[[ Dataset records, beginning ]]

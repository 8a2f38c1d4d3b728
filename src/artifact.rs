//! File artifacts, identifiers, and content hashing.
//!
//! An artifact is one processing attempt on one file. It carries the bytes
//! (on disk or in memory), a declared MIME class, and a size; the content
//! hash over its bytes is the cache and duplicate-detection key. Hashing is
//! chunked so arbitrarily large files never inflate the heap.

use std::path::{Path, PathBuf};

use bytes::Bytes;
use serde::{Deserialize, Serialize};
use sha2::{Digest, Sha256};
use tokio::io::AsyncReadExt;

use crate::error::{DispatchError, Result};

/// Hashing reads the file in chunks of this size.
const HASH_CHUNK_BYTES: usize = 64 * 1024;

/// Declared MIME class of an artifact.
#[derive(Clone, Copy, Debug, PartialEq, Eq, Hash, Serialize, Deserialize)]
#[serde(rename_all = "lowercase")]
pub enum ArtifactClass {
    Image,
    Pdf,
    Video,
}

impl ArtifactClass {
    pub fn as_str(&self) -> &'static str {
        match self {
            Self::Image => "image",
            Self::Pdf => "pdf",
            Self::Video => "video",
        }
    }

    /// Checks whether leading file bytes are plausible for this class.
    ///
    /// Covers the common container signatures only; an unrecognized prefix for
    /// `Image`/`Video` passes (the analyzers are the authority on content),
    /// while a PDF must start with its mandatory marker.
    pub fn matches_signature(&self, head: &[u8]) -> bool {
        match self {
            Self::Pdf => head.starts_with(b"%PDF-"),
            Self::Image => {
                head.starts_with(&[0xFF, 0xD8, 0xFF])          // JPEG
                    || head.starts_with(&[0x89, b'P', b'N', b'G'])
                    || head.starts_with(b"GIF8")
                    || head.starts_with(b"RIFF")               // WebP container
                    || head.starts_with(b"BM")
                    || !looks_like_text(head)
            }
            Self::Video => {
                (head.len() > 8 && &head[4..8] == b"ftyp")     // MP4/MOV
                    || head.starts_with(&[0x1A, 0x45, 0xDF, 0xA3]) // Matroska/WebM
                    || head.starts_with(b"RIFF")
                    || !looks_like_text(head)
            }
        }
    }
}

fn looks_like_text(head: &[u8]) -> bool {
    !head.is_empty() && head.iter().take(64).all(|b| b.is_ascii())
}

impl std::fmt::Display for ArtifactClass {
    fn fmt(&self, f: &mut std::fmt::Formatter<'_>) -> std::fmt::Result {
        f.write_str(self.as_str())
    }
}

/// SHA-256 digest of an artifact's bytes, hex encoded.
#[derive(Clone, Debug, PartialEq, Eq, Hash, Serialize, Deserialize)]
#[serde(transparent)]
pub struct ContentHash(String);

impl ContentHash {
    pub fn as_str(&self) -> &str {
        &self.0
    }

    /// First 16 hex characters, the form that appears in verdicts and logs.
    pub fn prefix(&self) -> &str {
        &self.0[..16]
    }

    pub fn of_bytes(data: &[u8]) -> Self {
        let mut hasher = Sha256::new();
        for chunk in data.chunks(HASH_CHUNK_BYTES) {
            hasher.update(chunk);
        }
        Self(hex(&hasher.finalize()))
    }
}

impl std::fmt::Display for ContentHash {
    fn fmt(&self, f: &mut std::fmt::Formatter<'_>) -> std::fmt::Result {
        f.write_str(&self.0)
    }
}

fn hex(digest: &[u8]) -> String {
    let mut out = String::with_capacity(digest.len() * 2);
    for b in digest {
        use std::fmt::Write;
        let _ = write!(out, "{b:02x}");
    }
    out
}

/// Generates a fresh correlation id for requests arriving without one.
pub fn new_correlation_id() -> String {
    uuid::Uuid::new_v4().to_string()
}

/// Generates the id for one processing attempt; the bus pairing key.
pub fn new_artifact_id() -> String {
    format!("art-{}", uuid::Uuid::new_v4().simple())
}

/// Where an artifact's bytes live.
#[derive(Clone, Debug)]
enum ArtifactSource {
    /// A file on disk. `owned` files are unlinked on cleanup.
    Path { path: PathBuf, owned: bool },
    /// An in-memory buffer, used by tests and embedded callers.
    Memory(Bytes),
}

/// One file handed to the dispatcher: opaque bytes plus declared class.
#[derive(Clone, Debug)]
pub struct FileArtifact {
    source: ArtifactSource,
    class: ArtifactClass,
    size_bytes: u64,
}

impl FileArtifact {
    /// Wraps an uploaded temp file. The dispatcher unlinks it when the
    /// request terminates, success or failure.
    pub fn from_temp_path(path: impl Into<PathBuf>, class: ArtifactClass, size_bytes: u64) -> Self {
        Self {
            source: ArtifactSource::Path { path: path.into(), owned: true },
            class,
            size_bytes,
        }
    }

    /// Wraps a caller-owned file that must survive the request.
    pub fn from_path(path: impl Into<PathBuf>, class: ArtifactClass, size_bytes: u64) -> Self {
        Self {
            source: ArtifactSource::Path { path: path.into(), owned: false },
            class,
            size_bytes,
        }
    }

    pub fn from_bytes(data: impl Into<Bytes>, class: ArtifactClass) -> Self {
        let data = data.into();
        let size_bytes = data.len() as u64;
        Self { source: ArtifactSource::Memory(data), class, size_bytes }
    }

    pub fn class(&self) -> ArtifactClass {
        self.class
    }

    pub fn size_bytes(&self) -> u64 {
        self.size_bytes
    }

    /// Path on disk, if the artifact is file-backed.
    pub fn path(&self) -> Option<&Path> {
        match &self.source {
            ArtifactSource::Path { path, .. } => Some(path),
            ArtifactSource::Memory(_) => None,
        }
    }

    /// In-memory bytes, if the artifact is not file-backed. Cheap clone.
    pub fn bytes(&self) -> Option<Bytes> {
        match &self.source {
            ArtifactSource::Memory(data) => Some(data.clone()),
            ArtifactSource::Path { .. } => None,
        }
    }

    /// Leading bytes for signature validation, at most `n`.
    pub async fn head(&self, n: usize) -> Result<Vec<u8>> {
        match &self.source {
            ArtifactSource::Memory(data) => Ok(data[..data.len().min(n)].to_vec()),
            ArtifactSource::Path { path, .. } => {
                let mut file = tokio::fs::File::open(path)
                    .await
                    .map_err(|e| DispatchError::Validation(format!("cannot open artifact: {e}")))?;
                let mut buf = vec![0u8; n];
                let mut read = 0;
                while read < n {
                    let k = file
                        .read(&mut buf[read..])
                        .await
                        .map_err(|e| DispatchError::Validation(format!("cannot read artifact: {e}")))?;
                    if k == 0 {
                        break;
                    }
                    read += k;
                }
                buf.truncate(read);
                Ok(buf)
            }
        }
    }

    /// Computes the SHA-256 content hash, reading file-backed artifacts in
    /// 64 KB chunks. Identical bytes always produce an identical hash.
    pub async fn content_hash(&self) -> Result<ContentHash> {
        match &self.source {
            ArtifactSource::Memory(data) => Ok(ContentHash::of_bytes(data)),
            ArtifactSource::Path { path, .. } => {
                let mut file = tokio::fs::File::open(path)
                    .await
                    .map_err(|e| DispatchError::Validation(format!("cannot open artifact: {e}")))?;
                let mut hasher = Sha256::new();
                let mut buf = vec![0u8; HASH_CHUNK_BYTES];
                loop {
                    let n = file
                        .read(&mut buf)
                        .await
                        .map_err(|e| DispatchError::Validation(format!("cannot read artifact: {e}")))?;
                    if n == 0 {
                        break;
                    }
                    hasher.update(&buf[..n]);
                }
                Ok(ContentHash(hex(&hasher.finalize())))
            }
        }
    }

    /// Removes an owned temp file from disk. Idempotent; failures are logged
    /// and swallowed since the request outcome is already decided.
    pub async fn cleanup(&self) {
        if let ArtifactSource::Path { path, owned: true } = &self.source {
            if let Err(e) = tokio::fs::remove_file(path).await {
                if e.kind() != std::io::ErrorKind::NotFound {
                    tracing::warn!(path = %path.display(), error = %e, "failed to unlink artifact");
                }
            }
        }
    }
}

#[cfg(test)]
mod tests {
    use super::*;

    #[tokio::test]
    async fn memory_and_file_hashes_agree() {
        let data = vec![7u8; 200_000]; // spans multiple hash chunks
        let mem = FileArtifact::from_bytes(data.clone(), ArtifactClass::Image);

        let dir = tempfile::tempdir().unwrap();
        let path = dir.path().join("artifact.bin");
        tokio::fs::write(&path, &data).await.unwrap();
        let file = FileArtifact::from_path(&path, ArtifactClass::Image, data.len() as u64);

        assert_eq!(
            mem.content_hash().await.unwrap(),
            file.content_hash().await.unwrap()
        );
    }

    #[tokio::test]
    async fn identical_bytes_identical_hash() {
        let a = FileArtifact::from_bytes(&b"same bytes"[..], ArtifactClass::Pdf);
        let b = FileArtifact::from_bytes(&b"same bytes"[..], ArtifactClass::Pdf);
        let ha = a.content_hash().await.unwrap();
        let hb = b.content_hash().await.unwrap();
        assert_eq!(ha, hb);
        assert_eq!(ha.prefix().len(), 16);
    }

    #[tokio::test]
    async fn cleanup_unlinks_owned_temp_files() {
        let dir = tempfile::tempdir().unwrap();
        let path = dir.path().join("upload.jpg");
        tokio::fs::write(&path, b"\xFF\xD8\xFFdata").await.unwrap();

        let artifact = FileArtifact::from_temp_path(&path, ArtifactClass::Image, 7);
        artifact.cleanup().await;
        assert!(!path.exists());

        // second cleanup is a no-op
        artifact.cleanup().await;
    }

    #[test]
    fn pdf_signature_is_mandatory() {
        assert!(ArtifactClass::Pdf.matches_signature(b"%PDF-1.7 rest"));
        assert!(!ArtifactClass::Pdf.matches_signature(b"<html>"));
        assert!(ArtifactClass::Image.matches_signature(&[0xFF, 0xD8, 0xFF, 0xE0]));
        assert!(!ArtifactClass::Image.matches_signature(b"plain ascii text here"));
    }
}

[[ Dataset records, end ]]

Work instructions: Every line above from the line with "pub async fn head(&self, n: usize)" to the line with "if let ArtifactSource::Path", inclusive, must be returned exactly; no other line belongs in the reply.

Problem solution:
    pub async fn head(&self, n: usize) -> Result<Vec<u8>> {
        match &self.source {
            ArtifactSource::Memory(data) => Ok(data[..data.len().min(n)].to_vec()),
            ArtifactSource::Path { path, .. } => {
                let mut file = tokio::fs::File::open(path)
                    .await
                    .map_err(|e| DispatchError::Validation(format!("cannot open artifact: {e}")))?;
                let mut buf = vec![0u8; n];
                let mut read = 0;
                while read < n {
                    let k = file
                        .read(&mut buf[read..])
                        .await
                        .map_err(|e| DispatchError::Validation(format!("cannot read artifact: {e}")))?;
                    if k == 0 {
                        break;
                    }
                    read += k;
                }
                buf.truncate(read);
                Ok(buf)
            }
        }
    }

    /// Computes the SHA-256 content hash, reading file-backed artifacts in
    /// 64 KB chunks. Identical bytes always produce an identical hash.
    pub async fn content_hash(&self) -> Result<ContentHash> {
        match &self.source {
            ArtifactSource::Memory(data) => Ok(ContentHash::of_bytes(data)),
            ArtifactSource::Path { path, .. } => {
                let mut file = tokio::fs::File::open(path)
                    .await
                    .map_err(|e| DispatchError::Validation(format!("cannot open artifact: {e}")))?;
                let mut hasher = Sha256::new();
                let mut buf = vec![0u8; HASH_CHUNK_BYTES];
                loop {
                    let n = file
                        .read(&mut buf)
                        .await
                        .map_err(|e| DispatchError::Validation(format!("cannot read artifact: {e}")))?;
                    if n == 0 {
                        break;
                    }
                    hasher.update(&buf[..n]);
                }
                Ok(ContentHash(hex(&hasher.finalize())))
            }
        }
    }

    /// Removes an owned temp file from disk. Idempotent; failures are logged
    /// and swallowed since the request outcome is already decided.
    pub async fn cleanup(&self) {
        if let ArtifactSource::Path { path, owned: true } = &self.source {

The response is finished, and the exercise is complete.